Prompt: Retype all of the entries word for word.
BEGIN Records shown
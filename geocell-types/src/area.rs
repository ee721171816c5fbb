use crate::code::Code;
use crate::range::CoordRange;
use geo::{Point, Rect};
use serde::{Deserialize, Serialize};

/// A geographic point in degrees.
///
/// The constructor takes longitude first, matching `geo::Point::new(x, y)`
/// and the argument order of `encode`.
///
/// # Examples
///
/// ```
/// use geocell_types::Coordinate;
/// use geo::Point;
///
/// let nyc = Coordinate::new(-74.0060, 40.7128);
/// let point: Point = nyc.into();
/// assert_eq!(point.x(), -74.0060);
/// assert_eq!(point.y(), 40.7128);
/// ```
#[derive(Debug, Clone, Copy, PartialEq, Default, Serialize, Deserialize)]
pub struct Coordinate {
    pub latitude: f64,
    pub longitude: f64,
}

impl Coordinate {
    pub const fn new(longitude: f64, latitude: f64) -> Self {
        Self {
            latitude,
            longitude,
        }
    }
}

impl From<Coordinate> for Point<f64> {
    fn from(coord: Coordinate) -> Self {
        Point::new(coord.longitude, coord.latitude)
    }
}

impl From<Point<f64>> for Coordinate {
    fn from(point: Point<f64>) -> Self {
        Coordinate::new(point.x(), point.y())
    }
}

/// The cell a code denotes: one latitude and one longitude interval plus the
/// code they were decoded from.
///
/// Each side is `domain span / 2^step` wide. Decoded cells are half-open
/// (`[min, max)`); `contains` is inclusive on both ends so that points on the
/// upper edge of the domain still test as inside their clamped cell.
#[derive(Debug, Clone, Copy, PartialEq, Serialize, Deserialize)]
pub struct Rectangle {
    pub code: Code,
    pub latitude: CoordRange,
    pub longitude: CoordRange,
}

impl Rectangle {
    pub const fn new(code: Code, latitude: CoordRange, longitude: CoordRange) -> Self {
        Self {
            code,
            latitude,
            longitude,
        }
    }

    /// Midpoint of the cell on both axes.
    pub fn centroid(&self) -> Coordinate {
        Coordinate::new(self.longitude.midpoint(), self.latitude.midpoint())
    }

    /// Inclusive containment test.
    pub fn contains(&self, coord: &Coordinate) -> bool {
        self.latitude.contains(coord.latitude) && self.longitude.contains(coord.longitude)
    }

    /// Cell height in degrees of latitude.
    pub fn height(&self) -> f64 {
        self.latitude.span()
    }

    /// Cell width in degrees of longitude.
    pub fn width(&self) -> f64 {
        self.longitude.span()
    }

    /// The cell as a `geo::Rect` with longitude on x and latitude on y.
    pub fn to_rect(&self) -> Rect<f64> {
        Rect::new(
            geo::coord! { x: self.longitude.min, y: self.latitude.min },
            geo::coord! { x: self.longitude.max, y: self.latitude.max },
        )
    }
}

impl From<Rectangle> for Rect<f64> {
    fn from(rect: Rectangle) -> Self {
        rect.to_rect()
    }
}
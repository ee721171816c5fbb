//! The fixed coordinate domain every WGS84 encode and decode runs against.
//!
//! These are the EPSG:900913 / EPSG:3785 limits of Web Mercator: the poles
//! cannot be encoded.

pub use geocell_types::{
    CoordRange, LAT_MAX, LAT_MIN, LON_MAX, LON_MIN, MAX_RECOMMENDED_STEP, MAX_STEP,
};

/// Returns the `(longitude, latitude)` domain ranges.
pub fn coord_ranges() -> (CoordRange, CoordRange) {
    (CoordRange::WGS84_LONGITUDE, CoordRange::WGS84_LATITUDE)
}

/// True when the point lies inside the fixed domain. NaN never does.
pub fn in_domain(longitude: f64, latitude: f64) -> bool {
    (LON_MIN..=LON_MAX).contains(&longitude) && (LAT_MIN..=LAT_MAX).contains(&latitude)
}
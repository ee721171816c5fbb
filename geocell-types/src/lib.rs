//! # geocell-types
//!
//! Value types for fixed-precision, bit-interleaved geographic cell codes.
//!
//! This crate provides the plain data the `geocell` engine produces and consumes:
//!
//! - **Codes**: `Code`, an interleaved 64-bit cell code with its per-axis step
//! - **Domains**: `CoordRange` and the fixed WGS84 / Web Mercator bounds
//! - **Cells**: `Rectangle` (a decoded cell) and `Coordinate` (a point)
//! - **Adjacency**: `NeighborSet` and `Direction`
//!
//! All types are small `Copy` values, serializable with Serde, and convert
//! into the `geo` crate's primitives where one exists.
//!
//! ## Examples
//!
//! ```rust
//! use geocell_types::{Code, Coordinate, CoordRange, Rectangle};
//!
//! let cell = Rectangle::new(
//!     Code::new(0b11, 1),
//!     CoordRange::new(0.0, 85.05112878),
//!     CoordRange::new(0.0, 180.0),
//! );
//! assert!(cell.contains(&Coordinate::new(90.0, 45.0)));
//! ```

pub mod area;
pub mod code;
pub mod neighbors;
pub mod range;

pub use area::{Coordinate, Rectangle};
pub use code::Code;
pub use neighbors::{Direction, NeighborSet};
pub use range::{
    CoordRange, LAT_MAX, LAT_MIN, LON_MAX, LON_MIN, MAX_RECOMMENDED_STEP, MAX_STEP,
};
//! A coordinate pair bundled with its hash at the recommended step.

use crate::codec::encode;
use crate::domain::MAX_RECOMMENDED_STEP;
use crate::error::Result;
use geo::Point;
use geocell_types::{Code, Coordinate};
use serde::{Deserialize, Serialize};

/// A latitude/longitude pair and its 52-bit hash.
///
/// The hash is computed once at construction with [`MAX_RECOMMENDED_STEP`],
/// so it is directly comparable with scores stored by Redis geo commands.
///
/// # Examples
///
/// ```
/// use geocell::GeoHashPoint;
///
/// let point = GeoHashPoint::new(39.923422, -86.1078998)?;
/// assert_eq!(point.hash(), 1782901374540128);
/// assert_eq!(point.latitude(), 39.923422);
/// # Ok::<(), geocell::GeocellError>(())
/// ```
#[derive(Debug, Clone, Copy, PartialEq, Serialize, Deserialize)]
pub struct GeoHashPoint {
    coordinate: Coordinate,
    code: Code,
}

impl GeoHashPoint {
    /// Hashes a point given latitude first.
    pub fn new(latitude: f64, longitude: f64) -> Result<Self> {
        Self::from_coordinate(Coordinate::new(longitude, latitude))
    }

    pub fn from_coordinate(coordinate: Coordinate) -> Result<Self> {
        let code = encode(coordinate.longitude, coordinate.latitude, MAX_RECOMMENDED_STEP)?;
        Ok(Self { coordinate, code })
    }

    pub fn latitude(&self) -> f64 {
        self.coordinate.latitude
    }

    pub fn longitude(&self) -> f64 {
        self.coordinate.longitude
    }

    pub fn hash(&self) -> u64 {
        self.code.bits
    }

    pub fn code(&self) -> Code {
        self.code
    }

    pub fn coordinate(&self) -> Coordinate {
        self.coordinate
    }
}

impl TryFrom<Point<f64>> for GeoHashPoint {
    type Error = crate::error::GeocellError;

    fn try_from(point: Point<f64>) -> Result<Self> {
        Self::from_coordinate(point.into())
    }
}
END Records shown
Written reply:
filename geocell-types/src/area.rs
repository ee721171816c5fbb
use crate::code::Code;
use crate::range::CoordRange;
use geo::{Point, Rect};
use serde::{Deserialize, Serialize};

/// A geographic point in degrees.
///
/// The constructor takes longitude first, matching `geo::Point::new(x, y)`
/// and the argument order of `encode`.
///
/// # Examples
///
/// ```
/// use geocell_types::Coordinate;
/// use geo::Point;
///
/// let nyc = Coordinate::new(-74.0060, 40.7128);
/// let point: Point = nyc.into();
/// assert_eq!(point.x(), -74.0060);
/// assert_eq!(point.y(), 40.7128);
/// ```
#[derive(Debug, Clone, Copy, PartialEq, Default, Serialize, Deserialize)]
pub struct Coordinate {
    pub latitude: f64,
    pub longitude: f64,
}

impl Coordinate {
    pub const fn new(longitude: f64, latitude: f64) -> Self {
        Self {
            latitude,
            longitude,
        }
    }
}

impl From<Coordinate> for Point<f64> {
    fn from(coord: Coordinate) -> Self {
        Point::new(coord.longitude, coord.latitude)
    }
}

impl From<Point<f64>> for Coordinate {
    fn from(point: Point<f64>) -> Self {
        Coordinate::new(point.x(), point.y())
    }
}

/// The cell a code denotes: one latitude and one longitude interval plus the
/// code they were decoded from.
///
/// Each side is `domain span / 2^step` wide. Decoded cells are half-open
/// (`[min, max)`); `contains` is inclusive on both ends so that points on the
/// upper edge of the domain still test as inside their clamped cell.
#[derive(Debug, Clone, Copy, PartialEq, Serialize, Deserialize)]
pub struct Rectangle {
    pub code: Code,
    pub latitude: CoordRange,
    pub longitude: CoordRange,
}

impl Rectangle {
    pub const fn new(code: Code, latitude: CoordRange, longitude: CoordRange) -> Self {
        Self {
            code,
            latitude,
            longitude,
        }
    }

    /// Midpoint of the cell on both axes.
    pub fn centroid(&self) -> Coordinate {
        Coordinate::new(self.longitude.midpoint(), self.latitude.midpoint())
    }

    /// Inclusive containment test.
    pub fn contains(&self, coord: &Coordinate) -> bool {
        self.latitude.contains(coord.latitude) && self.longitude.contains(coord.longitude)
    }

    /// Cell height in degrees of latitude.
    pub fn height(&self) -> f64 {
        self.latitude.span()
    }

    /// Cell width in degrees of longitude.
    pub fn width(&self) -> f64 {
        self.longitude.span()
    }

    /// The cell as a `geo::Rect` with longitude on x and latitude on y.
    pub fn to_rect(&self) -> Rect<f64> {
        Rect::new(
            geo::coord! { x: self.longitude.min, y: self.latitude.min },
            geo::coord! { x: self.longitude.max, y: self.latitude.max },
        )
    }
}

impl From<Rectangle> for Rect<f64> {
    fn from(rect: Rectangle) -> Self {
        rect.to_rect()
    }
}
repository ee721171816c5fbb
//! The fixed coordinate domain every WGS84 encode and decode runs against.
//!
//! These are the EPSG:900913 / EPSG:3785 limits of Web Mercator: the poles
//! cannot be encoded.

pub use geocell_types::{
    CoordRange, LAT_MAX, LAT_MIN, LON_MAX, LON_MIN, MAX_RECOMMENDED_STEP, MAX_STEP,
};

/// Returns the `(longitude, latitude)` domain ranges.
pub fn coord_ranges() -> (CoordRange, CoordRange) {
    (CoordRange::WGS84_LONGITUDE, CoordRange::WGS84_LATITUDE)
}

/// True when the point lies inside the fixed domain. NaN never does.
pub fn in_domain(longitude: f64, latitude: f64) -> bool {
    (LON_MIN..=LON_MAX).contains(&longitude) && (LAT_MIN..=LAT_MAX).contains(&latitude)
}
repository ee721171816c5fbb
filename geocell-types/src/lib.rs
//! # geocell-types
//!
//! Value types for fixed-precision, bit-interleaved geographic cell codes.
//!
//! This crate provides the plain data the `geocell` engine produces and consumes:
//!
//! - **Codes**: `Code`, an interleaved 64-bit cell code with its per-axis step
//! - **Domains**: `CoordRange` and the fixed WGS84 / Web Mercator bounds
//! - **Cells**: `Rectangle` (a decoded cell) and `Coordinate` (a point)
//! - **Adjacency**: `NeighborSet` and `Direction`
//!
//! All types are small `Copy` values, serializable with Serde, and convert
//! into the `geo` crate's primitives where one exists.
//!
//! ## Examples
//!
//! ```rust
//! use geocell_types::{Code, Coordinate, CoordRange, Rectangle};
//!
//! let cell = Rectangle::new(
//!     Code::new(0b11, 1),
//!     CoordRange::new(0.0, 85.05112878),
//!     CoordRange::new(0.0, 180.0),
//! );
//! assert!(cell.contains(&Coordinate::new(90.0, 45.0)));
//! ```

pub mod area;
pub mod code;
pub mod neighbors;
pub mod range;

pub use area::{Coordinate, Rectangle};
pub use code::Code;
pub use neighbors::{Direction, NeighborSet};
pub use range::{
    CoordRange, LAT_MAX, LAT_MIN, LON_MAX, LON_MIN, MAX_RECOMMENDED_STEP, MAX_STEP,
};
//! A coordinate pair bundled with its hash at the recommended step.

use crate::codec::encode;
use crate::domain::MAX_RECOMMENDED_STEP;
use crate::error::Result;
use geo::Point;
use geocell_types::{Code, Coordinate};
use serde::{Deserialize, Serialize};

/// A latitude/longitude pair and its 52-bit hash.
///
/// The hash is computed once at construction with [`MAX_RECOMMENDED_STEP`],
/// so it is directly comparable with scores stored by Redis geo commands.
///
/// # Examples
///
/// ```
/// use geocell::GeoHashPoint;
///
/// let point = GeoHashPoint::new(39.923422, -86.1078998)?;
/// assert_eq!(point.hash(), 1782901374540128);
/// assert_eq!(point.latitude(), 39.923422);
/// # Ok::<(), geocell::GeocellError>(())
/// ```
#[derive(Debug, Clone, Copy, PartialEq, Serialize, Deserialize)]
pub struct GeoHashPoint {
    coordinate: Coordinate,
    code: Code,
}

impl GeoHashPoint {
    /// Hashes a point given latitude first.
    pub fn new(latitude: f64, longitude: f64) -> Result<Self> {
        Self::from_coordinate(Coordinate::new(longitude, latitude))
    }

    pub fn from_coordinate(coordinate: Coordinate) -> Result<Self> {
        let code = encode(coordinate.longitude, coordinate.latitude, MAX_RECOMMENDED_STEP)?;
        Ok(Self { coordinate, code })
    }

    pub fn latitude(&self) -> f64 {
        self.coordinate.latitude
    }

    pub fn longitude(&self) -> f64 {
        self.coordinate.longitude
    }

    pub fn hash(&self) -> u64 {
        self.code.bits
    }

    pub fn code(&self) -> Code {
        self.code
    }

    pub fn coordinate(&self) -> Coordinate {
        self.coordinate
    }
}

impl TryFrom<Point<f64>> for GeoHashPoint {
    type Error = crate::error::GeocellError;

    fn try_from(point: Point<f64>) -> Result<Self> {
        Self::from_coordinate(point.into())
    }
}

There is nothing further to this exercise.